Books > Performing Arts > Television - History & Criticism
Books > Literary Criticism > American - African American
Books > History > African American

 
Publishers Weekly Reviews

Publishers Weekly® Reviews

  • Reviewed in: Publishers Weekly, page .
  • Review Date: 2016-06-27
  • Reviewer: Staff

Delmont (Why Busing Failed), an associate history professor at Arizona State University, presents the first book-length study of Roots, Alex Haley’s bestselling 1976 novel.

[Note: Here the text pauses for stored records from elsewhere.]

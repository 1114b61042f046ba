//! Canonical URL tables for doctar.in.
//!
//! Every output mode draws from these lists; nothing else in the crate
//! hardcodes routes.

use super::types::{ChangeFreq, Priority};

/// A fixed page of the website.
#[derive(Debug, Clone, Copy)]
pub struct StaticPage {
    pub path: &'static str,
    pub priority: Priority,
    pub changefreq: ChangeFreq,
}

const fn page(path: &'static str, hundredths: u8, changefreq: ChangeFreq) -> StaticPage {
    StaticPage {
        path,
        priority: Priority::from_hundredths(hundredths),
        changefreq,
    }
}

pub const STATIC_PAGES: &[StaticPage] = &[
    page("/", 100, ChangeFreq::Daily),
    page("/search", 90, ChangeFreq::Daily),
    page("/doctors", 90, ChangeFreq::Daily),
    page("/blog", 80, ChangeFreq::Daily),
    page("/about", 60, ChangeFreq::Monthly),
    page("/contact", 60, ChangeFreq::Monthly),
    page("/faq", 50, ChangeFreq::Monthly),
    page("/join-as-doctor", 70, ChangeFreq::Monthly),
    page("/login", 40, ChangeFreq::Yearly),
    page("/register", 40, ChangeFreq::Yearly),
    page("/privacy-policy", 30, ChangeFreq::Yearly),
    page("/terms-and-conditions", 30, ChangeFreq::Yearly),
    page("/refund-policy", 30, ChangeFreq::Yearly),
    page("/disclaimer", 30, ChangeFreq::Yearly),
];

pub const MAJOR_LOCATIONS: &[&str] = &[
    "mumbai",
    "delhi",
    "bangalore",
    "hyderabad",
    "chennai",
    "kolkata",
    "pune",
    "ahmedabad",
    "jaipur",
    "surat",
    "lucknow",
    "kanpur",
    "nagpur",
    "indore",
    "thane",
    "bhopal",
    "visakhapatnam",
    "patna",
    "vadodara",
    "ghaziabad",
    "ludhiana",
    "agra",
    "nashik",
    "faridabad",
    "meerut",
    "rajkot",
    "varanasi",
    "srinagar",
    "chandigarh",
    "noida",
];

pub const DOCTOR_SPECIALIZATIONS: &[&str] = &[
    "general-physician",
    "cardiologist",
    "dermatologist",
    "pediatrician",
    "gynecologist",
    "orthopedic",
    "neurologist",
    "psychiatrist",
    "dentist",
    "ent-specialist",
    "ophthalmologist",
    "urologist",
    "gastroenterologist",
    "pulmonologist",
    "endocrinologist",
    "nephrologist",
    "oncologist",
    "rheumatologist",
    "physiotherapist",
    "homeopath",
];

pub const SEARCH_TERMS: &[&str] = &[
    "doctor near me",
    "24x7",
    "online consultation",
    "video consultation",
    "home visit",
    "emergency",
    "clinic",
    "hospital",
    "skin specialist",
    "child specialist",
    "heart specialist",
    "bone specialist",
    "eye specialist",
    "women health",
    "diabetes",
    "blood pressure",
    "fever",
    "covid",
    "mental health",
    "cough & cold",
];

pub const BLOG_CATEGORIES: &[&str] = &[
    "health-tips",
    "nutrition",
    "fitness",
    "mental-health",
    "womens-health",
    "child-care",
    "disease-prevention",
    "medical-news",
];

/// All tables a builder draws from. Tests substitute smaller lists.
#[derive(Debug, Clone, Copy)]
pub struct Catalog {
    pub static_pages: &'static [StaticPage],
    pub locations: &'static [&'static str],
    pub specializations: &'static [&'static str],
    pub search_terms: &'static [&'static str],
    pub blog_categories: &'static [&'static str],
}

impl Default for Catalog {
    fn default() -> Self {
        Self {
            static_pages: STATIC_PAGES,
            locations: MAJOR_LOCATIONS,
            specializations: DOCTOR_SPECIALIZATIONS,
            search_terms: SEARCH_TERMS,
            blog_categories: BLOG_CATEGORIES,
        }
    }
}

#[cfg(test)]
mod tests {
    use super::*;
    use std::collections::HashSet;

    #[test]
    fn test_table_sizes() {
        assert_eq!(MAJOR_LOCATIONS.len(), 30);
        assert_eq!(DOCTOR_SPECIALIZATIONS.len(), 20);
    }

    #[test]
    fn test_tables_have_no_duplicates() {
        let paths: HashSet<_> = STATIC_PAGES.iter().map(|p| p.path).collect();
        assert_eq!(paths.len(), STATIC_PAGES.len());

        let cities: HashSet<_> = MAJOR_LOCATIONS.iter().collect();
        assert_eq!(cities.len(), MAJOR_LOCATIONS.len());

        let specs: HashSet<_> = DOCTOR_SPECIALIZATIONS.iter().collect();
        assert_eq!(specs.len(), DOCTOR_SPECIALIZATIONS.len());
    }

    #[test]
    fn test_static_paths_are_rooted() {
        assert!(STATIC_PAGES.iter().all(|p| p.path.starts_with('/')));
    }

    #[test]
    fn test_slugs_are_url_safe() {
        let safe = |s: &str| {
            s.chars()
                .all(|c| c.is_ascii_lowercase() || c.is_ascii_digit() || c == '-')
        };
        assert!(MAJOR_LOCATIONS.iter().copied().all(safe));
        assert!(DOCTOR_SPECIALIZATIONS.iter().copied().all(safe));
        assert!(BLOG_CATEGORIES.iter().copied().all(safe));
    }
}
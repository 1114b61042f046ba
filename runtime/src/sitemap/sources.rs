//! Remote content sources for dynamic sitemap entries.
//!
//! The builder only sees the [`ContentSource`] trait, so tests hand it fakes
//! and the binary hands it [`HttpContentSource`]s pointed at the backend.

use crate::error::{Result, SitemapError};
use async_trait::async_trait;
use chrono::{DateTime, Utc};
use serde::{Deserialize, Deserializer};
use serde_json::Value;
use std::time::Duration;
use tracing::{info, warn};

/// Keys under which upstream services nest their record lists.
const LIST_KEYS: &[&str] = &["data", "blogs", "doctors", "items", "results"];

/// A published blog post or doctor profile as returned upstream.
///
/// Both spellings of a key (`id`/`_id`, `updated_at`/`updatedAt`) may
/// appear in one record; the accessors pick between them.
#[derive(Debug, Clone, Default, PartialEq, Deserialize)]
pub struct ContentRecord {
    #[serde(default, deserialize_with = "string_or_number")]
    pub id: Option<String>,
    #[serde(default, rename = "_id", deserialize_with = "string_or_number")]
    pub object_id: Option<String>,
    #[serde(default)]
    pub slug: Option<String>,
    #[serde(default)]
    pub updated_at: Option<String>,
    #[serde(default, rename = "updatedAt")]
    pub updated_at_camel: Option<String>,
}

impl ContentRecord {
    pub fn new(id: Option<&str>, slug: Option<&str>, updated_at: Option<&str>) -> Self {
        Self {
            id: id.map(String::from),
            slug: slug.map(String::from),
            updated_at: updated_at.map(String::from),
            ..Self::default()
        }
    }

    /// The record identifier: `id`, else `_id`.
    pub fn id(&self) -> Option<&str> {
        first_non_blank([self.id.as_deref(), self.object_id.as_deref()])
    }

    /// The path segment for this record: slug if present, else the id.
    pub fn path_key(&self) -> Option<&str> {
        first_non_blank([self.slug.as_deref(), self.id()])
    }

    /// Update time from `updatedAt` or `updated_at`, when it parses as RFC 3339.
    pub fn updated_at(&self) -> Option<DateTime<Utc>> {
        [self.updated_at_camel.as_deref(), self.updated_at.as_deref()]
            .into_iter()
            .flatten()
            .find_map(|raw| DateTime::parse_from_rfc3339(raw.trim()).ok())
            .map(|ts| ts.with_timezone(&Utc))
    }
}

fn first_non_blank<const N: usize>(candidates: [Option<&str>; N]) -> Option<&str> {
    candidates
        .into_iter()
        .flatten()
        .map(str::trim)
        .find(|s| !s.is_empty())
}

fn string_or_number<'de, D: Deserializer<'de>>(d: D) -> std::result::Result<Option<String>, D::Error> {
    Ok(match Option::<Value>::deserialize(d)? {
        Some(Value::String(s)) => Some(s),
        Some(Value::Number(n)) => Some(n.to_string()),
        _ => None,
    })
}

/// Decode a record list from a bare JSON array or an object wrapping one.
pub fn parse_records(body: &str) -> serde_json::Result<Vec<ContentRecord>> {
    let value: Value = serde_json::from_str(body)?;
    let list = find_list(&value, 2).ok_or_else(|| {
        <serde_json::Error as serde::de::Error>::custom("no record list in response")
    })?;
    Vec::<ContentRecord>::deserialize(list)
}

fn find_list(value: &Value, depth: u8) -> Option<&Value> {
    match value {
        Value::Array(_) => Some(value),
        Value::Object(map) if depth > 0 => LIST_KEYS
            .iter()
            .filter_map(|key| map.get(*key))
            .find_map(|inner| find_list(inner, depth - 1)),
        _ => None,
    }
}

/// A read-only listing of records that become sitemap URLs.
#[async_trait]
pub trait ContentSource: Send + Sync {
    /// Short label used in logs.
    fn name(&self) -> &str;

    async fn list(&self) -> Result<Vec<ContentRecord>>;
}

/// Fetches records with a GET against a JSON endpoint.
pub struct HttpContentSource {
    name: String,
    url: String,
    client: reqwest::Client,
}

impl HttpContentSource {
    pub fn new(name: &str, url: &str, timeout: Duration) -> Result<Self> {
        let client = reqwest::Client::builder()
            .timeout(timeout)
            .user_agent(concat!("doctar-sitemap/", env!("CARGO_PKG_VERSION")))
            .build()
            .map_err(|source| SitemapError::Fetch {
                url: url.to_string(),
                source,
            })?;
        Ok(Self {
            name: name.to_string(),
            url: url.to_string(),
            client,
        })
    }

    pub fn url(&self) -> &str {
        &self.url
    }
}

#[async_trait]
impl ContentSource for HttpContentSource {
    fn name(&self) -> &str {
        &self.name
    }

    async fn list(&self) -> Result<Vec<ContentRecord>> {
        let fetch_err = |source| SitemapError::Fetch {
            url: self.url.clone(),
            source,
        };

        let resp = self.client.get(&self.url).send().await.map_err(fetch_err)?;
        let status = resp.status();
        if !status.is_success() {
            return Err(SitemapError::UpstreamStatus {
                url: self.url.clone(),
                status: status.as_u16(),
            });
        }

        let body = resp.text().await.map_err(fetch_err)?;
        parse_records(&body).map_err(|source| SitemapError::Decode {
            url: self.url.clone(),
            source,
        })
    }
}

/// List a source, degrading to no records on any failure.
pub async fn fetch_or_empty(source: &dyn ContentSource) -> Vec<ContentRecord> {
    match source.list().await {
        Ok(records) => {
            info!("fetched {} {} records", records.len(), source.name());
            records
        }
        Err(e) => {
            warn!("{} source unavailable, skipping its URLs: {e}", source.name());
            Vec::new()
        }
    }
}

After a brief biographical sketch of Haley’s life and career, Delmont focuses on the book’s evolution over more than 10 years, from Haley’s initial conception of a story of African-American life in the 1930s South to the final century-spanning epic and its adaptation into a record-breaking TV miniseries. This is followed by the popular and critical success of both book and show, and finally by plagiarism lawsuits and claims of fabrication that marred Haley’s achievement. Drawing on his scholarly background, Delmont builds his narrative from extensive archival research. His ability to describe these findings in an engaging style keeps the pages turning. Dramatic episodes come alive, such as the rush to finish the book to meet the TV program’s filming schedule, and excerpts from letters written in response to the book and movie are expertly chosen. Delmont adds depth and complexity to the popular understanding of Roots through his critical exploration of all aspects of the book and original miniseries (a second version released in 2016 isn’t covered here), engaging with both its successes and controversies. (Aug.)